Article Text
Abstract
Objectives Fibroblast-like synoviocytes (FLS) are involved in joint destruction. In this study the invasiveness in a transwell system in vitro was correlated with origin of synoviocytes. Moreover the relation between invasive growth of FLS in the transwell system and growth characteristics and expression of MMP 1-14, 17, 19, cathepsin K, TIMP-1 and -2 was determined.
Methods FLS were derived from 56 patients (30 rheumatoid arthritis (RA), 17 osteoarthritis (OA), 9 avascular necrosis (AVN) or fractures). Invasive growth of FLS through a collagen matrix was measured in a transwell system coated with matrigel. The number of cells grown through the matrix and the transwell membrane were counted. Growth rate was determined by counting of FLS after seven days of culturing. Expression of MMP’s, cathepsin-K and TIMP’s was investigated using RT-PCR and related to expression of a household gene, beta-actin.
Results FLS from RA invaded more easily in vitro than FLS from OA and AVN (median: RA: 4788 (cells grown through matrix and transwell membrane), OA: 1875; p <0.001 and AVN: 1530; p = 0.014 respectively). The median rate of proliferation of RA FLS was 0.27 per day compared to OA 0.22 per day (p = 0.012) and AVN and fractures 0.25 per day (RA versus AVN: p = 0.242; OA versus AVN: p = 0.553), but there was no correlation between rate of proliferation and invasive growth in vitro. FLS that expressed MMP-1, MMP-3 or MMP-10 were significantly more invasive (median number of invasive cells: 3835, 4248, 4990, respectively) than cells that did not express MMP-1, MMP-3 or MMP-10 (1605, p = 0.03; 1970, p = 0.004; 2360, p = 0.012, respectively). Expression of the other MMP’s, cathepsin-K and TIMP’s did not show a significant relationship with invasive growth. Expression of MMP-9 showed a trend with higher expression in more invasive cells (p = 0.066). There was also a significant relationship between the expression of MMP-1 and MMP-9 and a diagnosis of RA (both p = 0.013).
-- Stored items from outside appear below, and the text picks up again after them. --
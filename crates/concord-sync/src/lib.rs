//! Concord Sync - optimistic cache synchronization for guided sessions.
//!
//! This crate keeps a local, speculative view of session state consistent
//! with a server that two independent parties mutate concurrently, and
//! drives the merged, classified message timeline the presentation layer
//! renders.
//!
//! # Overview
//!
//! ## Optimistic mutations
//!
//! [`coordinator::apply_mutation`] implements the cache-first write
//! protocol: claim the touched entries, snapshot them, apply a speculative
//! value synchronously, dispatch to the server, then either reconcile the
//! authoritative response or restore every snapshotted entry verbatim.
//! Consumers reading the cache see the change before any server
//! acknowledgment; a failure reverts them to the exact pre-mutation state.
//!
//! ## The facade
//!
//! [`SessionSync`] composes the cache, the timeline merge, the reveal
//! classifier and the scroll anchor controller into the single read/write
//! surface presentation code consumes. All per-session trackers live in the
//! facade's session views: created on [`SessionSync::open_session`], dropped
//! on [`SessionSync::close_session`], so nothing leaks across sessions.
//!
//! # Example
//!
//! ```rust,ignore
//! use concord_sync::{MutationIntent, SessionSync};
//!
//! let mut sync = SessionSync::new(source);
//! sync.open_session(session_id.clone());
//!
//! // First page: everything is history, nothing animates.
//! let view = sync.refresh_timeline(&session_id).await?;
//!
//! // Optimistic send: the queued message is visible immediately.
//! sync.apply(MutationIntent::SendMessage {
//!     session: session_id.clone(),
//!     id: local_id,
//!     content: "I hear you".into(),
//! })
//! .await?;
//! ```

pub mod cache;
pub mod coordinator;
mod error;
mod facade;
mod intent;
mod models;
pub mod source;

pub use cache::{CacheEntry, CacheKey, CacheSnapshot, CacheStore, CacheValue};
pub use error::{Error, Result};
pub use facade::{ClassifiedItem, SessionSync, SyncConfig, TimelineView};
pub use intent::MutationIntent;
pub use models::{Invitation, Party, PartyId, Session, SessionId};
pub use source::{DataSource, Endpoint, MutationResponse, SourceError};
//! Timeline item types.

use std::cmp::Ordering;

use serde::{Deserialize, Serialize};

/// Reserved id for the synthetic empty-state item. Never assigned by the
/// server, so it cannot collide with a real item.
pub const EMPTY_STATE_ID: &str = "empty-state";

/// Server-assigned item identifier.
///
/// Ids are opaque strings with a total lexicographic order; the order is
/// only used to break timestamp ties deterministically.
#[derive(Debug, Clone, PartialEq, Eq, PartialOrd, Ord, Hash, Serialize, Deserialize)]
#[serde(transparent)]
pub struct ChatItemId(pub String);

impl ChatItemId {
    /// Create an id from any string-like value.
    pub fn new(id: impl Into<String>) -> Self {
        Self(id.into())
    }

    /// The raw id string.
    #[must_use]
    pub fn as_str(&self) -> &str {
        &self.0
    }
}

impl std::fmt::Display for ChatItemId {
    fn fmt(&self, f: &mut std::fmt::Formatter<'_>) -> std::fmt::Result {
        write!(f, "{}", self.0)
    }
}

impl From<&str> for ChatItemId {
    fn from(s: &str) -> Self {
        Self(s.to_owned())
    }
}

impl From<String> for ChatItemId {
    fn from(s: String) -> Self {
        Self(s)
    }
}

/// Author of a message, from the viewer's perspective.
#[derive(Debug, Clone, Copy, PartialEq, Eq, Hash, Serialize, Deserialize)]
#[serde(rename_all = "snake_case")]
pub enum Role {
    /// The viewing party.
    Me,
    /// The other party in the session.
    Partner,
    /// The guided-flow prompts themselves.
    Guide,
}

/// Delivery status of a message. The one mutable field on an otherwise
/// immutable item, used for optimistic send tracking.
#[derive(Debug, Clone, Copy, PartialEq, Eq, Hash, Serialize, Deserialize)]
#[serde(rename_all = "snake_case")]
pub enum MessageStatus {
    /// Written locally, not yet acknowledged by the server.
    Queued,
    /// Accepted by the server.
    Sent,
    /// Seen by the partner.
    Delivered,
    /// The send failed; the caller decides whether to retry.
    Failed,
}

impl MessageStatus {
    /// Whether the message is an optimistic, not-yet-confirmed write.
    #[must_use]
    pub const fn is_optimistic(self) -> bool {
        matches!(self, Self::Queued)
    }
}

/// Kind of a system indicator row.
#[derive(Debug, Clone, Copy, PartialEq, Eq, Hash, Serialize, Deserialize)]
#[serde(rename_all = "snake_case")]
pub enum IndicatorKind {
    /// A party entered a new stage.
    StageEntered,
    /// The partner confirmed the invitation and joined.
    PartnerJoined,
    /// The session was paused.
    SessionPaused,
    /// The session resumed.
    SessionResumed,
    /// A party signed the compact.
    CompactSigned,
}

/// A single entry in the merged timeline.
///
/// The variants are matched exhaustively at the merge and classification
/// boundaries, so adding a variant fails to compile until every consumer
/// handles it.
#[derive(Debug, Clone, PartialEq, Eq, Serialize, Deserialize)]
#[serde(tag = "type", rename_all = "snake_case")]
pub enum ChatItem {
    /// A message authored by one of the parties or the guide.
    Message {
        id: ChatItemId,
        role: Role,
        content: String,
        timestamp_ms: u64,
        status: MessageStatus,
    },
    /// A system indicator row.
    Indicator {
        id: ChatItemId,
        kind: IndicatorKind,
        timestamp_ms: u64,
    },
    /// Synthetic placeholder shown while the timeline has no messages.
    EmptyState { id: ChatItemId },
}

impl ChatItem {
    /// The synthetic empty-state item.
    #[must_use]
    pub fn empty_state() -> Self {
        Self::EmptyState {
            id: ChatItemId::new(EMPTY_STATE_ID),
        }
    }

    /// The item's id.
    #[must_use]
    pub fn id(&self) -> &ChatItemId {
        match self {
            Self::Message { id, .. } | Self::Indicator { id, .. } | Self::EmptyState { id } => id,
        }
    }

    /// The item's timestamp. The empty-state item has none and sorts last.
    #[must_use]
    pub fn timestamp_ms(&self) -> u64 {
        match self {
            Self::Message { timestamp_ms, .. } | Self::Indicator { timestamp_ms, .. } => {
                *timestamp_ms
            }
            Self::EmptyState { .. } => 0,
        }
    }

    /// Whether this is a real message (the empty-state injection rule keys
    /// off this, not off item count).
    #[must_use]
    pub const fn is_message(&self) -> bool {
        matches!(self, Self::Message { .. })
    }

    /// The author role, for messages.
    #[must_use]
    pub fn role(&self) -> Option<Role> {
        match self {
            Self::Message { role, .. } => Some(*role),
            Self::Indicator { .. } | Self::EmptyState { .. } => None,
        }
    }

    /// The delivery status, for messages.
    #[must_use]
    pub fn status(&self) -> Option<MessageStatus> {
        match self {
            Self::Message { status, .. } => Some(*status),
            Self::Indicator { .. } | Self::EmptyState { .. } => None,
        }
    }

    /// Compare two instances ignoring the mutable `status` field.
    ///
    /// Two pages carrying the same id must agree on everything else; a
    /// mismatch is a merge invariant violation.
    #[must_use]
    pub fn immutable_fields_match(&self, other: &Self) -> bool {
        match (self, other) {
            (
                Self::Message {
                    id: a_id,
                    role: a_role,
                    content: a_content,
                    timestamp_ms: a_ts,
                    status: _,
                },
                Self::Message {
                    id: b_id,
                    role: b_role,
                    content: b_content,
                    timestamp_ms: b_ts,
                    status: _,
                },
            ) => a_id == b_id && a_role == b_role && a_content == b_content && a_ts == b_ts,
            (Self::Indicator { .. }, Self::Indicator { .. })
            | (Self::EmptyState { .. }, Self::EmptyState { .. }) => self == other,
            _ => false,
        }
    }

    /// Newest-first ordering: `(timestamp desc, id desc)`.
    #[must_use]
    pub fn cmp_newest_first(&self, other: &Self) -> Ordering {
        other
            .timestamp_ms()
            .cmp(&self.timestamp_ms())
            .then_with(|| other.id().cmp(self.id()))
    }
}

/// Opaque pagination cursor handed back by the server.
#[derive(Debug, Clone, PartialEq, Eq, Serialize, Deserialize)]
#[serde(transparent)]
pub struct PageCursor(pub String);

impl PageCursor {
    /// Create a cursor from any string-like value.
    pub fn new(cursor: impl Into<String>) -> Self {
        Self(cursor.into())
    }
}

/// One raw page of timeline items as fetched from the server.
#[derive(Debug, Clone, PartialEq, Eq, Serialize, Deserialize)]
pub struct TimelinePage {
    /// Items in server order (the merge does not rely on it).
    pub items: Vec<ChatItem>,
    /// Whether older history exists beyond this page.
    pub has_more: bool,
    /// Cursor for the next (older) page, when `has_more`.
    pub next_cursor: Option<PageCursor>,
}
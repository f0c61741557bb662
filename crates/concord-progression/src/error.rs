//! Error types for concord-progression.

use thiserror::Error;

use crate::stage::Stage;

/// Result type for progression operations.
pub type Result<T> = std::result::Result<T, Error>;

/// Errors that can occur when advancing a party's progression.
#[derive(Debug, Clone, PartialEq, Eq, Error)]
pub enum Error {
    /// A regression or skip was attempted. Never clamped.
    #[error("invalid stage transition: {from} -> {to}")]
    InvalidTransition { from: Stage, to: Stage },

    /// The current stage's gating condition is not satisfied.
    #[error("gate not satisfied for leaving {stage}")]
    GateNotSatisfied { stage: Stage },
}
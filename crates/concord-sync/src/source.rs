//! The external data/transport collaborator.
//!
//! The engine never talks to the network itself; it consumes a
//! [`DataSource`] supplied by the application. Transport failures must
//! arrive as typed [`SourceError`] values, never as stringly-typed panics,
//! so the coordinator can tell a retryable network failure from a server
//! rejection.

use serde::{Deserialize, Serialize};
use thiserror::Error;

use concord_timeline::{ChatItem, PageCursor, TimelinePage};

use crate::models::{Invitation, Session, SessionId};

/// Errors from the data source.
#[derive(Debug, Clone, Error)]
pub enum SourceError {
    /// Transport-level failure; the mutation may be retried by the caller.
    #[error("network failure: {0}")]
    Network(String),

    /// The server rejected the mutation because its state diverged.
    #[error("conflict: {0}")]
    Conflict(String),

    /// The server has no such resource.
    #[error("not found: {0}")]
    NotFound(String),
}

/// Server endpoint a mutation dispatches to.
#[derive(Debug, Clone, Copy, PartialEq, Eq, Hash, Serialize, Deserialize)]
#[serde(rename_all = "snake_case")]
pub enum Endpoint {
    ConfirmInvitation,
    SignCompact,
    AdvanceStage,
    SendMessage,
    MarkSeen,
    PauseSession,
    ResumeSession,
    RemoveSession,
}

impl Endpoint {
    /// The server route for this endpoint.
    #[must_use]
    pub const fn path(self) -> &'static str {
        match self {
            Self::ConfirmInvitation => "sessions/confirm-invitation",
            Self::SignCompact => "sessions/sign-compact",
            Self::AdvanceStage => "sessions/advance-stage",
            Self::SendMessage => "sessions/messages",
            Self::MarkSeen => "sessions/mark-seen",
            Self::PauseSession => "sessions/pause",
            Self::ResumeSession => "sessions/resume",
            Self::RemoveSession => "sessions/remove",
        }
    }
}

/// The server's authoritative response to a mutation.
///
/// Every field is optional: the server returns only the read models the
/// mutation affected, and may omit fields the optimistic write already set
/// (reconciliation handles that case explicitly).
#[derive(Debug, Clone, Default, PartialEq, Serialize, Deserialize)]
pub struct MutationResponse {
    pub session: Option<Session>,
    pub invitation: Option<Invitation>,
    pub message: Option<ChatItem>,
}

/// The external collaborator the engine fetches from and dispatches to.
pub trait DataSource {
    /// Fetch one timeline page. `cursor = None` means the newest page.
    fn fetch_timeline_page(
        &mut self,
        session: &SessionId,
        cursor: Option<&PageCursor>,
    ) -> impl std::future::Future<Output = Result<TimelinePage, SourceError>> + Send;

    /// Fetch the session read model.
    fn fetch_session(
        &mut self,
        session: &SessionId,
    ) -> impl std::future::Future<Output = Result<Session, SourceError>> + Send;

    /// Dispatch a mutation to the server.
    fn send_mutation(
        &mut self,
        endpoint: Endpoint,
        payload: serde_json::Value,
    ) -> impl std::future::Future<Output = Result<MutationResponse, SourceError>> + Send;
}
//! Error types for concord-sync.

use thiserror::Error;

use crate::cache::CacheKey;
use crate::models::SessionId;
use crate::source::SourceError;

/// Result type for sync operations.
pub type Result<T> = std::result::Result<T, Error>;

/// Errors surfaced to callers of the sync facade.
///
/// By the time a caller observes one of these, any optimistic writes of the
/// failing mutation have already been rolled back; user-facing messaging
/// and retry decisions belong to the caller, never to this crate.
#[derive(Debug, Error)]
pub enum Error {
    /// A stage regression, skip, or unsatisfied gate. Rejected, not clamped.
    #[error(transparent)]
    Progression(#[from] concord_progression::Error),

    /// The server rejected an optimistic write because its state diverged.
    #[error("mutation conflict: {reason}")]
    MutationConflict { reason: String },

    /// Transport-level failure. The caller may retry; this crate never does.
    #[error("network failure: {reason}")]
    NetworkFailure { reason: String },

    /// Another optimistic mutation already holds one of the touched entries.
    #[error("another mutation is in flight for {key}")]
    MutationInFlight { key: CacheKey },

    /// The server has no such resource.
    #[error("not found: {reason}")]
    NotFound { reason: String },

    /// The facade has no open view for this session.
    #[error("session {0} is not open")]
    SessionNotOpen(SessionId),

    /// A mutation touched a session the cache has never seen.
    #[error("no cached state for session {0}")]
    UnknownSession(SessionId),
}

impl From<SourceError> for Error {
    fn from(err: SourceError) -> Self {
        match err {
            SourceError::Network(reason) => Self::NetworkFailure { reason },
            SourceError::Conflict(reason) => Self::MutationConflict { reason },
            SourceError::NotFound(reason) => Self::NotFound { reason },
        }
    }
}
//! Per-party stage progress and advancement rules.

use serde::{Deserialize, Serialize};

use crate::error::{Error, Result};
use crate::stage::{Stage, StageStatus};

/// One party's progress through the five stages.
///
/// Values are immutable: [`advance`], [`complete`] and [`mark_gate_pending`]
/// return new records rather than mutating in place, so a caller can keep
/// the previous value around for rollback.
#[derive(Debug, Clone, Copy, PartialEq, Eq, Serialize, Deserialize)]
pub struct StageProgress {
    /// The stage this party is currently in.
    pub stage: Stage,
    /// The party's status within that stage.
    pub status: StageStatus,
    /// When the party entered the stage (Unix ms).
    pub started_at_ms: u64,
    /// When the party completed the stage's sub-action, if it has.
    pub completed_at_ms: Option<u64>,
}

impl StageProgress {
    /// Progress for a party that just entered the session.
    #[must_use]
    pub const fn opening(now_ms: u64) -> Self {
        Self {
            stage: Stage::Opening,
            status: StageStatus::InProgress,
            started_at_ms: now_ms,
            completed_at_ms: None,
        }
    }
}

/// Whether the acting party may advance to `target`.
///
/// True only if `target` is exactly the next stage and the current stage's
/// gate holds: the acting party has completed its sub-action, and for
/// jointly gated stages the partner's recorded status is also `Completed`.
#[must_use]
pub fn can_advance(mine: &StageProgress, partner_status: StageStatus, target: Stage) -> bool {
    mine.stage.next() == Some(target) && gate_satisfied(mine, partner_status)
}

fn gate_satisfied(mine: &StageProgress, partner_status: StageStatus) -> bool {
    if mine.status != StageStatus::Completed {
        return false;
    }
    if mine.stage.jointly_gated() {
        partner_status == StageStatus::Completed
    } else {
        true
    }
}

/// Advance the acting party to `target`.
///
/// Regression and skips are [`Error::InvalidTransition`]; an unsatisfied
/// gate is [`Error::GateNotSatisfied`]. On success the returned record
/// enters `target` as `InProgress` with `started_at_ms = now_ms`.
pub fn advance(
    mine: &StageProgress,
    partner_status: StageStatus,
    target: Stage,
    now_ms: u64,
) -> Result<StageProgress> {
    if mine.stage.next() != Some(target) {
        return Err(Error::InvalidTransition {
            from: mine.stage,
            to: target,
        });
    }
    if !gate_satisfied(mine, partner_status) {
        return Err(Error::GateNotSatisfied { stage: mine.stage });
    }
    Ok(StageProgress {
        stage: target,
        status: StageStatus::InProgress,
        started_at_ms: now_ms,
        completed_at_ms: None,
    })
}

/// Mark the acting party's current stage sub-action as completed.
///
/// Idempotent: completing an already-completed stage keeps the original
/// completion timestamp.
#[must_use]
pub fn complete(mine: &StageProgress, now_ms: u64) -> StageProgress {
    if mine.status == StageStatus::Completed {
        return *mine;
    }
    StageProgress {
        status: StageStatus::Completed,
        completed_at_ms: Some(now_ms),
        ..*mine
    }
}

/// Mark the acting party as waiting on the partner's sub-action.
///
/// Only meaningful from `InProgress`; other statuses are returned unchanged.
#[must_use]
pub fn mark_gate_pending(mine: &StageProgress) -> StageProgress {
    if mine.status == StageStatus::InProgress {
        StageProgress {
            status: StageStatus::GatePending,
            ..*mine
        }
    } else {
        *mine
    }
}

/// The stage to show for the session as a whole. Display only — gating is
/// never evaluated against this.
#[must_use]
pub fn effective_stage(mine: &StageProgress, partner: &StageProgress) -> Stage {
    mine.stage.min(partner.stage)
}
Conclusion FLS of RA invade more easily in a matrigel matrix than OA FLS. This is not due to a greater rate of proliferation of RA FLS than OA FLS, although FLS from RA patients have a 25% higher rate of proliferation than FLS from OA patients. A significant relationship exists between the expression of MMP-1, MMP-3 and MMP-10 and invisive growth in a matrigel transwell system and this relationship was nearly significant for MMP-9. FLS of RA patients expressed significantly more often MMP-1 and MMP-9 than FLS from OA patients.